EMPLOYMENT AGREEMENT



THIS EMPLOYMENT AGREEMENT, dated as of May 14, 2008, (the " Agreement" ), is by and between Acxiom Corporation, a Delaware corporation (the " Company" ) and John A. Adams (the " Executive" ).



WHEREAS , the Company desires to hire the Executive to serve as Chief Operating Officer & Executive Vice President, and the Executive desires to hold such positions under the terms and conditions of this Agreement; and



WHEREAS , the parties desire to enter into this Agreement setting forth the terms and conditions of the employment relationship between the Executive and the Company.



NOW, THEREFORE , intending to be legally bound hereby, the parties agree as follows:



1. Employment . The Company hereby employs the Executive and the Executive hereby accepts employment with the Company as of the Effective Date, upon the terms and subject to the conditions set forth herein.







2.



Term .



(a) Subject to termination pursuant to Section 9 , the term of the employment by the Company of the Executive pursuant to this Agreement (as the same may be extended, the " Term" ) will commence on May 14, 2008 (the " Effective Date" ) and terminate on May 14, 2011.



(b) Commencing on May 14, 2011 and on each subsequent anniversary thereof, the Term may be extended by the Company for a period of one (1) additional year following the expiration of the applicable Term by notifying the Executive of such renewal in writing not later than one hundred eighty (180) days before any such date.

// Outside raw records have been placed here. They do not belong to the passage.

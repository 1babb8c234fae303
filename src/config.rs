//! Per-run settings, from CLI flags or a JSON file

use std::path::{Path, PathBuf};
use serde::{Deserialize, Serialize};
use crate::DEFAULT_SEMANTIC_QUESTIONS;
use crate::core::timing::TimeBudget;
use crate::error::{InterviewError, Result};

#[derive(Debug, Clone, PartialEq, Serialize, Deserialize)]
#[serde(default)]
pub struct InterviewConfig {
    /// Interview length limit; `None` for untimed
    pub time_limit_minutes: Option<u32>,
    /// Questions requested from the semantic source, when one is configured
    pub semantic_question_count: usize,
    /// Where finished reports are written; `None` disables reports
    pub reports_dir: Option<PathBuf>,
    /// Seed for template and follow-up draws; `None` draws from entropy
    pub seed: Option<u64>,
}

impl Default for InterviewConfig {
    fn default() -> Self {
        Self {
            time_limit_minutes: None,
            semantic_question_count: DEFAULT_SEMANTIC_QUESTIONS,
            reports_dir: Some(PathBuf::from("./reports")),
            seed: None,
        }
    }
}

impl InterviewConfig {
    pub fn load(path: &Path) -> Result<Self> {
        let json = std::fs::read_to_string(path)?;
        let config: Self = serde_json::from_str(&json)?;
        config.validate()?;
        Ok(config)
    }

    pub fn validate(&self) -> Result<()> {
        if self.time_limit_minutes == Some(0) {
            return Err(InterviewError::InvalidConfig("time_limit_minutes must be greater than 0".to_string()));
        }
        Ok(())
    }

    pub fn time_budget(&self) -> Option<TimeBudget> {
        self.time_limit_minutes
            .and_then(|m| TimeBudget::from_minutes(f64::from(m)))
    }
}
//! Questions and the fixed interview script

use serde::{Deserialize, Serialize};

/// Kind of question, drives follow-up templates and relevance scoring
#[derive(Debug, Clone, Copy, PartialEq, Eq, Hash, Serialize, Deserialize)]
#[serde(rename_all = "snake_case")]
pub enum QuestionType {
    Introduction,
    Experience,
    Skill,
    Platform,
    /// Organizational values
    PageantValues,
    Behavioral,
    Situational,
    WorldIssue,
    Closing,
    /// Contributed by an external semantic question source
    Semantic,
}

impl QuestionType {
    /// Wire name, as used in transcript labels
    pub fn as_str(&self) -> &'static str {
        match self {
            Self::Introduction => "introduction",
            Self::Experience => "experience",
            Self::Skill => "skill",
            Self::Platform => "platform",
            Self::PageantValues => "pageant_values",
            Self::Behavioral => "behavioral",
            Self::Situational => "situational",
            Self::WorldIssue => "world_issue",
            Self::Closing => "closing",
            Self::Semantic => "semantic",
        }
    }

    /// Transcript label for a follow-up asked under this type
    pub fn follow_up_label(&self) -> String {
        format!("{}_follow_up", self.as_str())
    }

    /// Introduction and closing never get follow-ups
    pub fn allows_follow_up(&self) -> bool {
        !matches!(self, Self::Introduction | Self::Closing)
    }
}

impl std::fmt::Display for QuestionType {
    fn fmt(&self, f: &mut std::fmt::Formatter<'_>) -> std::fmt::Result {
        f.write_str(self.as_str())
    }
}

/// A single rendered question
#[derive(Debug, Clone, PartialEq, Eq, Serialize, Deserialize)]
pub struct Question {
    #[serde(rename = "type")]
    pub question_type: QuestionType,
    pub text: String,
}

impl Question {
    pub fn new(question_type: QuestionType, text: impl Into<String>) -> Self {
        Self {
            question_type,
            text: text.into(),
        }
    }
}

/// Ordered, immutable list of questions generated once per interview
#[derive(Debug, Clone, Default, PartialEq, Eq, Serialize, Deserialize)]
#[serde(transparent)]
pub struct Script {
    questions: Vec<Question>,
}

impl Script {
    pub fn new(questions: Vec<Question>) -> Self {
        Self { questions }
    }

    pub fn len(&self) -> usize {
        self.questions.len()
    }

    pub fn is_empty(&self) -> bool {
        self.questions.is_empty()
    }

    pub fn get(&self, index: usize) -> Option<&Question> {
        self.questions.get(index)
    }

    pub fn last_index(&self) -> Option<usize> {
        self.questions.len().checked_sub(1)
    }

    pub fn iter(&self) -> impl Iterator<Item = &Question> {
        self.questions.iter()
    }

    pub fn questions(&self) -> &[Question] {
        &self.questions
    }

    /// Number of questions of the given type
    pub fn count_of(&self, question_type: QuestionType) -> usize {
        self.questions
            .iter()
            .filter(|q| q.question_type == question_type)
            .count()
    }
}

3. Position . During the Term, the Executive will serve as Chief Operating Officer & Executive Vice President performing duties commensurate with such positions and will perform such additional duties as the Chief Executive Officer of the Company (" CEO" ) will determine. The Executive will report directly to the CEO. The Executive agrees to serve, without any additional compensation as a member of the board of directors and/or as an officer of any subsidiary of the Company. If the Executive' s employment is terminated for any reason, whether such termination is voluntary or involuntary, the Executive will resign as a director and/or officer of any of its subsidiaries, such resignation to be effective no later than the date of termination of the Executive' s employment with the Company.



4. Duties . During the Term, the Executive will devote his full time and attention during normal business hours to the business and affairs of the Company and its subsidiaries (the " Business" ); provided , however , that the Executive will be permitted to devote reasonable periods of time to charitable and community activities, so long as such activities do not interfere with the performance of the Executive' s responsibilities under this Agreement.







5.



Salary and Bonus, Signing Payment and Relocation .

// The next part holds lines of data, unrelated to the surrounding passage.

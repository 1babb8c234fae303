//! Injectable randomness for template selection and follow-up chance

use std::collections::VecDeque;
use rand::rngs::StdRng;
use rand::{Rng, SeedableRng};

/// Source of the two kinds of draws the interview makes
pub trait RandomSource {
    /// Uniform draw in [0, 1)
    fn chance(&mut self) -> f64;

    /// Uniform index in [0, len); `len` is never 0
    fn index(&mut self, len: usize) -> usize;
}

/// Pick one item uniformly; `None` for an empty slice
pub fn choose<'a, T>(rng: &mut dyn RandomSource, items: &'a [T]) -> Option<&'a T> {
    if items.is_empty() {
        return None;
    }
    items.get(rng.index(items.len()))
}

/// `StdRng`-backed source, seedable for reproducible runs
#[derive(Debug, Clone)]
pub struct SeededRandom {
    rng: StdRng,
}

impl SeededRandom {
    pub fn from_seed(seed: u64) -> Self {
        Self {
            rng: StdRng::seed_from_u64(seed),
        }
    }

    pub fn from_entropy() -> Self {
        Self {
            rng: StdRng::from_entropy(),
        }
    }

    /// Seeded when a seed is given, otherwise from entropy
    pub fn from_option(seed: Option<u64>) -> Self {
        seed.map(Self::from_seed).unwrap_or_else(Self::from_entropy)
    }
}

impl RandomSource for SeededRandom {
    fn chance(&mut self) -> f64 {
        self.rng.gen::<f64>()
    }

    fn index(&mut self, len: usize) -> usize {
        self.rng.gen_range(0..len)
    }
}

/// Scripted draws for tests
///
/// Queued values are consumed in order. Once a queue runs dry, `chance`
/// returns 0.99 (the random follow-up never fires) and `index` returns 0.
#[derive(Debug, Clone, Default)]
pub struct FixedDraws {
    chances: VecDeque<f64>,
    indices: VecDeque<usize>,
}

impl FixedDraws {
    pub fn new() -> Self {
        Self::default()
    }

    pub fn with_chances(mut self, chances: impl IntoIterator<Item = f64>) -> Self {
        self.chances.extend(chances);
        self
    }

    pub fn with_indices(mut self, indices: impl IntoIterator<Item = usize>) -> Self {
        self.indices.extend(indices);
        self
    }
}

impl RandomSource for FixedDraws {
    fn chance(&mut self) -> f64 {
        self.chances.pop_front().unwrap_or(0.99)
    }

    fn index(&mut self, len: usize) -> usize {
        self.indices.pop_front().unwrap_or(0) % len
    }
}

#[cfg(test)]
mod tests {
    use super::*;

    #[test]
    fn test_seeded_is_reproducible() {
        let mut a = SeededRandom::from_seed(7);
        let mut b = SeededRandom::from_seed(7);
        for _ in 0..20 {
            assert_eq!(a.index(10), b.index(10));
            assert_eq!(a.chance(), b.chance());
        }
    }

    #[test]
    fn test_fixed_draws_queue_then_default() {
        let mut draws = FixedDraws::new().with_indices([2, 5]).with_chances([0.1]);
        assert_eq!(draws.index(3), 2);
        assert_eq!(draws.index(3), 2); // 5 % 3
        assert_eq!(draws.index(3), 0);
        assert_eq!(draws.chance(), 0.1);
        assert_eq!(draws.chance(), 0.99);
    }

    #[test]
    fn test_choose_empty() {
        let mut draws = FixedDraws::new();
        let empty: [&str; 0] = [];
        assert!(choose(&mut draws, &empty).is_none());
        assert_eq!(choose(&mut draws, &["a", "b"]), Some(&"a"));
    }
}
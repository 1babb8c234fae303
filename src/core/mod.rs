//! Core modules for the interview engine

pub mod random;
pub mod clock;
pub mod text;
pub mod script_builder;
pub mod follow_up;
pub mod evaluator;
pub mod engine;
pub mod summary;
pub mod semantic;
pub mod profile_parser;
pub mod timing;
pub mod store;
pub mod api;

pub use random::{RandomSource, SeededRandom, FixedDraws};
pub use clock::{Clock, SystemClock, FixedClock};
pub use script_builder::{QuestionBank, ScriptBuilder};
pub use follow_up::{FollowUpBank, FollowUpPolicy, FollowUpReason};
pub use evaluator::ResponseEvaluator;
pub use engine::{ConversationEngine, TurnOutcome};
pub use summary::SummaryAggregator;
pub use semantic::{QuestionBankSource, SemanticError, SemanticQuestionSource};
pub use profile_parser::{ProfileKind, ProfileParser};
pub use timing::{TimeBudget, TimeCheck};
pub use store::{InterviewSetup, InterviewStore, save_report};
pub use api::{create_router, create_router_with_source, run_server};
//! Integration tests for running an interview end to end
//!
//! Engine + evaluator + follow-up policy + summary, driven with scripted
//! draws and a fixed clock.

use pretty_assertions::assert_eq;

use rehearsal::core::summary::DEFAULT_STRENGTH;
use rehearsal::core::{
    ConversationEngine, FixedClock, FixedDraws, FollowUpReason, ProfileParser, ResponseEvaluator,
    ScriptBuilder, SeededRandom, SummaryAggregator,
};
use rehearsal::types::{Phase, Profile, Question, QuestionType, Script, Speaker};
use rehearsal::InterviewError;

/// Long enough to skip the short-response rule, free of follow-up keywords
const NEUTRAL: &str =
    "I grew up on a small farm and spent long afternoons reading books under the old oak tree.";

fn profiles() -> (Profile, Profile) {
    (
        Profile::new()
            .with_text("name", "Miss Lakeshore")
            .with_list("values", ["integrity", "service"]),
        Profile::new().with_text("name", "Ava"),
    )
}

fn three_questions() -> Script {
    Script::new(vec![
        Question::new(QuestionType::Introduction, "Tell us about yourself."),
        Question::new(QuestionType::Platform, "What is your platform?"),
        Question::new(QuestionType::Closing, "Anything else you'd like to add?"),
    ])
}

#[test]
fn test_three_question_script_completes_on_third_answer() {
    let (org, candidate) = profiles();
    let clock = FixedClock::stepping(1_000.0, 5.0);
    let mut draws = FixedDraws::new().with_chances([0.95, 0.95]);
    let mut engine = ConversationEngine::new(&org, &candidate, &mut draws, &clock);

    let (first, state) = engine.start(three_questions()).unwrap();
    assert_eq!(first.question_type, QuestionType::Introduction);

    let first_turn = engine.submit_response(state, NEUTRAL, false).unwrap();
    assert!(!first_turn.complete);
    assert_eq!(first_turn.reason, Some(FollowUpReason::F001_TYPE_EXCLUDED));
    assert_eq!(first_turn.next_prompt, "What is your platform?");

    let second_turn = engine.submit_response(first_turn.state, NEUTRAL, false).unwrap();
    assert!(!second_turn.complete);
    assert_eq!(second_turn.reason, Some(FollowUpReason::F004_NO_FOLLOW_UP));
    assert_eq!(second_turn.next_prompt, "Anything else you'd like to add?");

    let last = engine.submit_response(second_turn.state, NEUTRAL, false).unwrap();
    assert!(last.complete);
    assert!(!last.time_limit_exceeded);
    assert!(last.next_prompt.contains("Ava"));

    let state = last.state;
    assert_eq!(state.phase(), Phase::Complete);
    // 3 questions + 3 answers + conclusion
    assert_eq!(state.history.len(), 7);
    assert_eq!(state.history.last().unwrap().question_type.as_deref(), Some("conclusion"));
    assert_eq!(state.evaluation.question_count, 3);
    assert!(state.interview_end_time.unwrap() > state.interview_start_time.unwrap());
}

#[test]
fn test_hedging_short_answer_gets_follow_up() {
    let (org, candidate) = profiles();
    let clock = FixedClock::at(50.0);
    let mut draws = FixedDraws::new();
    let mut engine = ConversationEngine::new(&org, &candidate, &mut draws, &clock);
    let script = Script::new(vec![
        Question::new(QuestionType::Behavioral, "Describe a hard decision you made."),
        Question::new(QuestionType::Closing, "Anything else?"),
    ]);

    let (_, state) = engine.start(script).unwrap();
    let outcome = engine
        .submit_response(state, "I think maybe it was okay", false)
        .unwrap();

    assert!(!outcome.complete);
    assert_eq!(outcome.reason, Some(FollowUpReason::F002_SHORT_RESPONSE));
    assert!(outcome.state.follow_up_pending);
    assert!(outcome
        .state
        .feedback
        .areas_for_improvement
        .contains(&"Providing more detailed responses".to_string()));

    let totals = &outcome.state.evaluation;
    assert_eq!(totals.question_count, 1);
    assert!((totals.confidence - 0.3).abs() < 1e-9);
    assert!((totals.relevance - 0.5).abs() < 1e-9);

    let follow_up = outcome.state.history.last().unwrap();
    assert_eq!(follow_up.speaker, Speaker::Interviewer);
    assert_eq!(follow_up.question_type.as_deref(), Some("behavioral_follow_up"));

    // Second short answer to the same question moves on
    let next = engine
        .submit_response(outcome.state, "It worked out fine.", false)
        .unwrap();
    assert_eq!(next.reason, Some(FollowUpReason::F001_ALREADY_ASKED));
    assert_eq!(next.next_prompt, "Anything else?");
    assert!(!next.state.follow_up_pending);
}

#[test]
fn test_keyword_answer_gets_context_follow_up() {
    let (org, candidate) = profiles();
    let clock = FixedClock::at(0.0);
    let mut draws = FixedDraws::new();
    let mut engine = ConversationEngine::new(&org, &candidate, &mut draws, &clock);
    let script = Script::new(vec![
        Question::new(QuestionType::Experience, "Tell us about the food bank."),
        Question::new(QuestionType::Closing, "Anything else?"),
    ]);

    let (_, state) = engine.start(script).unwrap();
    let outcome = engine
        .submit_response(
            state,
            "Running the weekend food drive for our community taught me how to organize forty people.",
            false,
        )
        .unwrap();
    assert_eq!(outcome.reason, Some(FollowUpReason::F003_INTERESTING_KEYWORD));
    assert_eq!(
        outcome.next_prompt,
        "How has your community responded to your efforts?"
    );
}

#[test]
fn test_values_answer_relevance() {
    let evaluator = ResponseEvaluator::new();
    let scores = evaluator
        .score(
            QuestionType::PageantValues,
            "Integrity and service guide every choice I make at school and at home.",
            &["integrity", "service"],
        )
        .unwrap();
    assert!((scores.relevance - 0.9).abs() < 1e-9);
}

#[test]
fn test_time_limit_concludes_and_summarizes() {
    let (org, candidate) = profiles();
    let clock = FixedClock::stepping(0.0, 30.0);
    let mut draws = FixedDraws::new();
    let mut engine = ConversationEngine::new(&org, &candidate, &mut draws, &clock);

    let (_, state) = engine.start(three_questions()).unwrap();
    let outcome = engine.submit_response(state, NEUTRAL, true).unwrap();

    assert!(outcome.complete);
    assert!(outcome.time_limit_exceeded);
    assert_eq!(outcome.reason, None);
    assert!(outcome.next_prompt.contains("allocated time"));
    assert!(outcome.next_prompt.contains("Miss Lakeshore"));
    assert_eq!(outcome.state.evaluation.question_count, 1);

    let summary = SummaryAggregator::new()
        .summarize(&outcome.state, &org, &candidate)
        .unwrap();
    assert!(summary.time_limit_exceeded);
    assert_eq!(summary.question_count, 1);
    assert!(summary.interview_duration_seconds.unwrap() > 0.0);

    let err = engine.submit_response(outcome.state, NEUTRAL, false).unwrap_err();
    assert!(matches!(
        err,
        InterviewError::InvalidState { expected: "IN_PROGRESS", actual: "COMPLETE" }
    ));
}

#[test]
fn test_summary_before_completion_is_rejected() {
    let (org, candidate) = profiles();
    let clock = FixedClock::at(0.0);
    let mut draws = FixedDraws::new();
    let mut engine = ConversationEngine::new(&org, &candidate, &mut draws, &clock);
    let (_, state) = engine.start(three_questions()).unwrap();

    let err = SummaryAggregator::new().summarize(&state, &org, &candidate).unwrap_err();
    assert!(matches!(err, InterviewError::InvalidState { expected: "COMPLETE", .. }));
}

#[test]
fn test_full_interview_from_profile_text() {
    let org = ProfileParser::organization().parse(
        "Name: Miss Lakeshore\nCore Values: integrity, courage\nFocus Issues: literacy\n",
    );
    let candidate = ProfileParser::candidate().parse(
        "Name: Ava Reyes\nTalents: piano, debate\nExperiences: Girl Scouts, hospital visits\n",
    );
    let script = ScriptBuilder::new()
        .build(&org, &candidate, &mut SeededRandom::from_seed(5))
        .unwrap();
    let question_count = script.len();

    let clock = FixedClock::stepping(10_000.0, 1.0);
    let mut draws = FixedDraws::new();
    let mut engine = ConversationEngine::new(&org, &candidate, &mut draws, &clock);
    let (_, mut state) = engine.start(script).unwrap();

    let mut answers = 0;
    loop {
        let outcome = engine.submit_response(state, NEUTRAL, false).unwrap();
        answers += 1;
        assert!(answers <= question_count, "interview did not finish");
        assert!(!outcome.state.follow_up_pending);
        state = outcome.state;
        if outcome.complete {
            break;
        }
    }
    assert_eq!(answers, question_count);

    let summary = SummaryAggregator::new().summarize(&state, &org, &candidate).unwrap();
    assert_eq!(summary.candidate_name, "Ava Reyes");
    assert_eq!(summary.organization_name, "Miss Lakeshore");
    assert_eq!(summary.question_count as usize, question_count);
    assert_eq!(summary.presentation_score, 40.0);
    assert_eq!(summary.content_score, 30.0);
    assert_eq!(summary.confidence_score, 50.0);
    assert_eq!(summary.relevance_score, 50.0);
    assert_eq!(summary.authenticity_score, 40.0);
    assert_eq!(summary.overall_score, 41.0);
    assert_eq!(summary.strengths, vec![DEFAULT_STRENGTH.to_string()]);
    assert_eq!(summary.areas_for_improvement.len(), 3);
    // Identical answers collapse to a single quote
    assert_eq!(
        summary.notable_quotes,
        vec!["I grew up on a small farm and spent long afternoons reading books under the old oak tree".to_string()]
    );
    assert_eq!(summary.conversation_transcript.len(), 2 * question_count + 1);
}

(a) For purposes of this Agreement, the " Initial Contract Year" will mean the period commencing on the Effective Date and ending on May 14, 2009. A " Contract Year" will mean the Initial Contract Year and any anniversary thereof.











(b) During the Initial Contract Year, the Company will pay the Executive a base salary at an annual rate of $500,000 per calendar year. Thereafter, at or before the annual spring Board of Directors meeting, typically occurring in May, the CEO will, in good faith, review the Executive' s annual base salary and will recommend to the Compensation Committee of the Board (the " Compensation Committee" ) such annual rate of salary as the CEO may deem advisable (such annual rate of salary, as the same may be increased, the " Base Salary" ). The Compensation Committee may increase (but not decrease) the annual rate of salary. The Base Salary will be payable to the Executive in substantially equal installments in accordance with the Company' s normal payroll practices.



(c) During each Contract Year, the Executive will be eligible for a target cash bonus opportunity of 75% of then-current Base Salary. The Executive' s entitlement to such cash bonus, if any, will be determined by the Compensation Committee based on the terms of the executive bonus program then in effect.



(d) It is understood that the Executive will not initially reside in Little Rock, Arkansas. In the event that the Executive elects to live in the Little Rock area the Company will reimburse the Executive for all reasonable expenses incurred in connection with the relocation of his residence and family to the Little Rock area, including reasonable moving expenses and reasonable transaction costs associated with the sale of the Executive' s current principal residence outside the State of Arkansas and the Executive' s purchase of a new principal residence in the Little Rock area (but such costs will not include those associated with points to reduce the cost of mortgage loan payments) (collectively, " Moving Costs" ).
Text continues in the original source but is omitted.